### Source material
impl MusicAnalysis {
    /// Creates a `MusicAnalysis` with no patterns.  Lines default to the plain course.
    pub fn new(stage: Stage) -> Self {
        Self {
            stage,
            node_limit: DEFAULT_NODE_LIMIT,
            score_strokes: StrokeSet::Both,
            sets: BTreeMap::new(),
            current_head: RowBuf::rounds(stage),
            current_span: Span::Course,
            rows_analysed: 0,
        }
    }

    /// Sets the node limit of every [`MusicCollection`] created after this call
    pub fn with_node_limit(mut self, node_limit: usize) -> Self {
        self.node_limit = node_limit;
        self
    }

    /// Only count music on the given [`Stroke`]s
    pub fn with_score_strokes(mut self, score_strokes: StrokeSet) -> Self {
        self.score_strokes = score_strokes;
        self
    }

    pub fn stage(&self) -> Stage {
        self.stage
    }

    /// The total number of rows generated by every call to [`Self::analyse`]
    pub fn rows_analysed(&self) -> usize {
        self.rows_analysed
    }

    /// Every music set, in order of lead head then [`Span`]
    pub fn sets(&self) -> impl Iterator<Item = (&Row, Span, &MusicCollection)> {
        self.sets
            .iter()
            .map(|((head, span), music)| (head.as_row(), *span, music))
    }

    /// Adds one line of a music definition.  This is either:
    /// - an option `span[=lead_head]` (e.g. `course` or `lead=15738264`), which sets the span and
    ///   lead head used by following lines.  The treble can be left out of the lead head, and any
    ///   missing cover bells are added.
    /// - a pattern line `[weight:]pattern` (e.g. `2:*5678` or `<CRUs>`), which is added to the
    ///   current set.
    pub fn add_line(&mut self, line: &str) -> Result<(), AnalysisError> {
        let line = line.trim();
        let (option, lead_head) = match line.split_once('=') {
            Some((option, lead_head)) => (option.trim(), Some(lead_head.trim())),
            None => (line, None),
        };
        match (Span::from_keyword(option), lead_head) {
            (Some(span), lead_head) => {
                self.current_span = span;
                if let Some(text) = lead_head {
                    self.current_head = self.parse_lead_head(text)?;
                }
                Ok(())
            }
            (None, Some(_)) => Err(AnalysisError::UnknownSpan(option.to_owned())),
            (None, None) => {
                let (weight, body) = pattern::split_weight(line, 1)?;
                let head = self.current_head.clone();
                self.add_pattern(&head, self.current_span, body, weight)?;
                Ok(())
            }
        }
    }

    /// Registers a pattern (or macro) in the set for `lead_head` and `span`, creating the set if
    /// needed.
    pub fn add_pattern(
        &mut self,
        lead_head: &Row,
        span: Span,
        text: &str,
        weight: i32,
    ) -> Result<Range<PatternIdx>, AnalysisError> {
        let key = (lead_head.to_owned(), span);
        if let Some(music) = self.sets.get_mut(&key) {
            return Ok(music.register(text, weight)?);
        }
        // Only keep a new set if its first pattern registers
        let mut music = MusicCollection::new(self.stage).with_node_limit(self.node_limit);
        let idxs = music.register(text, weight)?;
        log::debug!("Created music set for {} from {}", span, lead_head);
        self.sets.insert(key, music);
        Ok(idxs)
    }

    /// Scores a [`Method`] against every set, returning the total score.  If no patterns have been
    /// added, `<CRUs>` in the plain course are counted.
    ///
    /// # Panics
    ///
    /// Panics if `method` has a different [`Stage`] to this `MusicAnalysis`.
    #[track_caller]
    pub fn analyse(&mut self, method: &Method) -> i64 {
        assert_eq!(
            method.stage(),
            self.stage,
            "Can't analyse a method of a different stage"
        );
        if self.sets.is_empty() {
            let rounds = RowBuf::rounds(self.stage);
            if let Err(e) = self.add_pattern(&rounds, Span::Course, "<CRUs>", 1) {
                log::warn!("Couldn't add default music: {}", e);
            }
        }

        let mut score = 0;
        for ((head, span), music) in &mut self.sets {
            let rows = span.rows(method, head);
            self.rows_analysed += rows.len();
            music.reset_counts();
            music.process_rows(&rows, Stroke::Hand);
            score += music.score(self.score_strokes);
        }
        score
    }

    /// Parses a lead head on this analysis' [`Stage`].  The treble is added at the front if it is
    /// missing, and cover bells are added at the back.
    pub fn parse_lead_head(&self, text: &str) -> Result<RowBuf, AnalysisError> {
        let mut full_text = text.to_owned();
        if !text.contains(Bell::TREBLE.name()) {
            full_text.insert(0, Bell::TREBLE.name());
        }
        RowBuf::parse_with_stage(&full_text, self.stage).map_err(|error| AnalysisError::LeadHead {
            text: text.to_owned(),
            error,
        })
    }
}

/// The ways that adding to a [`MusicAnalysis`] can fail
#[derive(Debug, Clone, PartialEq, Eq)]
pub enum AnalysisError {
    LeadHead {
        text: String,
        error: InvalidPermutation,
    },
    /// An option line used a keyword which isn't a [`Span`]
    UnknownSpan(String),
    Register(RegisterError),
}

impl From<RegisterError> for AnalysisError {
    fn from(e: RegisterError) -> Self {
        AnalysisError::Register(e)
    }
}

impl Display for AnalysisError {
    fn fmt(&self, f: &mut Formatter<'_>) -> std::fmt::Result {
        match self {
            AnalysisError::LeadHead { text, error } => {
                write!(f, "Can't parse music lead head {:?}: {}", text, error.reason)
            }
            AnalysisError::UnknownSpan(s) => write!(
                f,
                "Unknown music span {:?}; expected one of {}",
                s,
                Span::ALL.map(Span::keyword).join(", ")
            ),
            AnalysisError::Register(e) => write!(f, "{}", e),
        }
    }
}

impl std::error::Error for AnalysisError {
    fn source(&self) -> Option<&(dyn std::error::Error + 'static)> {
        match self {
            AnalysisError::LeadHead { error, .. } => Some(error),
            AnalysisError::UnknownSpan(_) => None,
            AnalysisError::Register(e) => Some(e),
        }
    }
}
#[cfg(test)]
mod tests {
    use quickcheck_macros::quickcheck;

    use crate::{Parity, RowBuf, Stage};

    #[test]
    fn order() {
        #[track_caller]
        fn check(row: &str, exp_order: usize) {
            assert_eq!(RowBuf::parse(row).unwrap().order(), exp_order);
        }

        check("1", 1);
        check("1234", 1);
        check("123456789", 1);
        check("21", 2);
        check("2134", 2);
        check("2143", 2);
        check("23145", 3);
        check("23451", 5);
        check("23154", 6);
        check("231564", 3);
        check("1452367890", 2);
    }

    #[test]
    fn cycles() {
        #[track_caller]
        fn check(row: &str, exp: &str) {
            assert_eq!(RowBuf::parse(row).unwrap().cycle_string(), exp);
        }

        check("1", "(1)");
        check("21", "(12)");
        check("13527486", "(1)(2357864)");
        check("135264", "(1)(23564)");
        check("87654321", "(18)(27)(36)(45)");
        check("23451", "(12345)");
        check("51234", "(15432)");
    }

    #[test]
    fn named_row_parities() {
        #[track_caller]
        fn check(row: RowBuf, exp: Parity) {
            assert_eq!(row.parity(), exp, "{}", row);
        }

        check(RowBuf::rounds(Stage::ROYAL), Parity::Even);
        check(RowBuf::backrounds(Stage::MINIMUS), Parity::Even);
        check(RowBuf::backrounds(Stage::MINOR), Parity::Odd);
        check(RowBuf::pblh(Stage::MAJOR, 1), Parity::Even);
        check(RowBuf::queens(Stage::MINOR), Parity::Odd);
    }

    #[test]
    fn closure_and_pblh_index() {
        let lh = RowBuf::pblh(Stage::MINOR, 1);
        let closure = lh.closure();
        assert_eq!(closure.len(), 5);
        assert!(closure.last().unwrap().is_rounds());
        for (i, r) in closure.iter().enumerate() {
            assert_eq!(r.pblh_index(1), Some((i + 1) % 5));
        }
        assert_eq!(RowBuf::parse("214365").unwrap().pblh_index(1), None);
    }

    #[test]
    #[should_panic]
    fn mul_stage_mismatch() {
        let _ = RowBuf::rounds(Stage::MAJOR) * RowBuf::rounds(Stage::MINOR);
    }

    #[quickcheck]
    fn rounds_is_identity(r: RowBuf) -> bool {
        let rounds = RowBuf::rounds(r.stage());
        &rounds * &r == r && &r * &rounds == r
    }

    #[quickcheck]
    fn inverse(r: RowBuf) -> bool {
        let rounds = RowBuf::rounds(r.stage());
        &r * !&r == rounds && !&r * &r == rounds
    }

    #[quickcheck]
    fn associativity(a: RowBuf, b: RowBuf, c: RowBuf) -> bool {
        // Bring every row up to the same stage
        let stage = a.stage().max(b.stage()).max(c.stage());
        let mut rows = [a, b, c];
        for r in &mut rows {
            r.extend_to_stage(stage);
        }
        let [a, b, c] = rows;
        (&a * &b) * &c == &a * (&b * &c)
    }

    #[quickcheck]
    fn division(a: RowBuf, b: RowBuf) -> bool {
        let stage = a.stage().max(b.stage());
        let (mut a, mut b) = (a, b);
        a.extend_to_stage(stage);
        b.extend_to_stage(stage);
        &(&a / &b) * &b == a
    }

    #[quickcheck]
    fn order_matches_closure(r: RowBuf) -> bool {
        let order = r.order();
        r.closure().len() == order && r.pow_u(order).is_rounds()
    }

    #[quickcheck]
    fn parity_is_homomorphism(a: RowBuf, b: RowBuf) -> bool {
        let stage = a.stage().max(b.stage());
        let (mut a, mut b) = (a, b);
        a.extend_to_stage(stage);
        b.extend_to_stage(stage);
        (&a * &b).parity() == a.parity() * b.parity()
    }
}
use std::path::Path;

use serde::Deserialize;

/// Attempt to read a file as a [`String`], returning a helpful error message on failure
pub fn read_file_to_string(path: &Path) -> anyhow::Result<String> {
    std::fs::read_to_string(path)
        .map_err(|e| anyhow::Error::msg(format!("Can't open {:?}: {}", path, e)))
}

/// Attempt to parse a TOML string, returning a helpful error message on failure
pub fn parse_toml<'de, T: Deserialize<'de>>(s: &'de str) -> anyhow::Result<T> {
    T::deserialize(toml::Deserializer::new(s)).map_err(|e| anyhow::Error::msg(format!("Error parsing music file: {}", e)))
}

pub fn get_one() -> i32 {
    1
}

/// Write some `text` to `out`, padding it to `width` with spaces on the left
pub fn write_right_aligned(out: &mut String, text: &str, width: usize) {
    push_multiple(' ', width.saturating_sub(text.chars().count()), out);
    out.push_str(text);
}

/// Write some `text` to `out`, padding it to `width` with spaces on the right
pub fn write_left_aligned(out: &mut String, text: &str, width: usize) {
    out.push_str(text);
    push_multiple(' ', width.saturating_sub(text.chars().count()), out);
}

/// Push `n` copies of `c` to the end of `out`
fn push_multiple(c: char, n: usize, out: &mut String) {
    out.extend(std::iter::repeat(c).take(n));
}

--

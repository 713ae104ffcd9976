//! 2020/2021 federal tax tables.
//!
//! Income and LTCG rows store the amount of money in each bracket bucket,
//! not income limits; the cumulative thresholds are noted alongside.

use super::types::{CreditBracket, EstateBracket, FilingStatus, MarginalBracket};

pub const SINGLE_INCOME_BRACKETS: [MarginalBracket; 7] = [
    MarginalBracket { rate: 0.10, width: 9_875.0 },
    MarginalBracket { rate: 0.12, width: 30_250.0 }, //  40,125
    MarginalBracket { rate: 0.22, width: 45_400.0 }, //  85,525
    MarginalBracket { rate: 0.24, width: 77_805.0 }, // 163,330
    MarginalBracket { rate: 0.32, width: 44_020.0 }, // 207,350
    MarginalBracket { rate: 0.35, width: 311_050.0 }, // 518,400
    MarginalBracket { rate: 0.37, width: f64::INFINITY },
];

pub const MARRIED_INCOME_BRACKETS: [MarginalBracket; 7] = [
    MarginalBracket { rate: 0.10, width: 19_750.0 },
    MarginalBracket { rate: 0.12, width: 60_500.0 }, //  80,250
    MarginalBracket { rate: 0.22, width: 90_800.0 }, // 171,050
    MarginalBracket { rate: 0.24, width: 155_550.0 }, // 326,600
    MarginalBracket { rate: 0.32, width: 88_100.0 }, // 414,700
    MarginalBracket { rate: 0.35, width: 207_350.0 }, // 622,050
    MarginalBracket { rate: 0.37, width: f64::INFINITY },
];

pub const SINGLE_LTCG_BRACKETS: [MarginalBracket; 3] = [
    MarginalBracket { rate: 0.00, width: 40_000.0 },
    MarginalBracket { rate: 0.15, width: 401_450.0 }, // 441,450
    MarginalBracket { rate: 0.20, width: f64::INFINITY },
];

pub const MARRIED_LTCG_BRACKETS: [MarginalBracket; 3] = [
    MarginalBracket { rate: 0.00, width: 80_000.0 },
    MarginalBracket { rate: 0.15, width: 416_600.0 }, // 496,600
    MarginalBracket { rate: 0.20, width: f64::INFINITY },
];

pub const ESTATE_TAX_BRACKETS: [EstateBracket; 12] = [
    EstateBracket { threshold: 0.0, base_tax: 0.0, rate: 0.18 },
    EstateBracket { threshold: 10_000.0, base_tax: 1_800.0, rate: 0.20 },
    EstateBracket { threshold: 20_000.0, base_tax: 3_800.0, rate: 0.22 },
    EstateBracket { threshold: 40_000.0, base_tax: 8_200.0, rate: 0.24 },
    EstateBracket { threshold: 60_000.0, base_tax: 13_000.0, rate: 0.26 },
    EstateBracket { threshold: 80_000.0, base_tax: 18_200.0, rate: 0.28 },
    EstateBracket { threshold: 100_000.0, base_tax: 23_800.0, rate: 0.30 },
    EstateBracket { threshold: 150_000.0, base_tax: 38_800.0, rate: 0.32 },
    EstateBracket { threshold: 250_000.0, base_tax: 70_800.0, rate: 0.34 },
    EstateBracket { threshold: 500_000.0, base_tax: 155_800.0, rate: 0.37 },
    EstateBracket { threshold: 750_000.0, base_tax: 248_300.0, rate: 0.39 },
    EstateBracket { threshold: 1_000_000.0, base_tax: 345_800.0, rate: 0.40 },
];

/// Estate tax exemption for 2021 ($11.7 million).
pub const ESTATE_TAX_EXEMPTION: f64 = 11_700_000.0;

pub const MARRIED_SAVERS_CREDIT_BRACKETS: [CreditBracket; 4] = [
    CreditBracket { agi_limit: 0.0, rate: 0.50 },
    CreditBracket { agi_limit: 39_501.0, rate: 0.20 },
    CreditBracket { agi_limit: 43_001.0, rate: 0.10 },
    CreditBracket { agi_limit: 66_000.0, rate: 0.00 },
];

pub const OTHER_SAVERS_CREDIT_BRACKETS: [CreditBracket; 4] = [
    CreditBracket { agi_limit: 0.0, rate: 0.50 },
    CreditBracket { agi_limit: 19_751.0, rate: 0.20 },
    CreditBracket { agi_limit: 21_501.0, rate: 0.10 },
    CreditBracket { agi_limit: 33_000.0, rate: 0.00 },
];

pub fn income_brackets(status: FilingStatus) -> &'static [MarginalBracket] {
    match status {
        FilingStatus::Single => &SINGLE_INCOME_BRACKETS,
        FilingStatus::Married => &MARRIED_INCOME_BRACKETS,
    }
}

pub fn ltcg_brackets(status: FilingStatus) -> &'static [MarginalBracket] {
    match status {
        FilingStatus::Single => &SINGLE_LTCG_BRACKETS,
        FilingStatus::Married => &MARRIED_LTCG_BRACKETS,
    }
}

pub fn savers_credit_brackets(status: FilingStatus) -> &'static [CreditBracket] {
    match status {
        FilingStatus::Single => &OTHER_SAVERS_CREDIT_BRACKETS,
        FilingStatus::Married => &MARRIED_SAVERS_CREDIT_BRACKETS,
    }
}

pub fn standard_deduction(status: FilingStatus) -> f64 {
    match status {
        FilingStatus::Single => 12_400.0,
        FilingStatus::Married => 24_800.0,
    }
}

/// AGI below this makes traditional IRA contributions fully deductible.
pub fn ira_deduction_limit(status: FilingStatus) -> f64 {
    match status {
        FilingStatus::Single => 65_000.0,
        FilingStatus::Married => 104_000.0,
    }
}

### Work to complete
Lines that contain "cover" should be pulled from the entries above and reported.

### Answer to this problem
    ///   missing cover bells are added.
    /// missing, and cover bells are added at the back.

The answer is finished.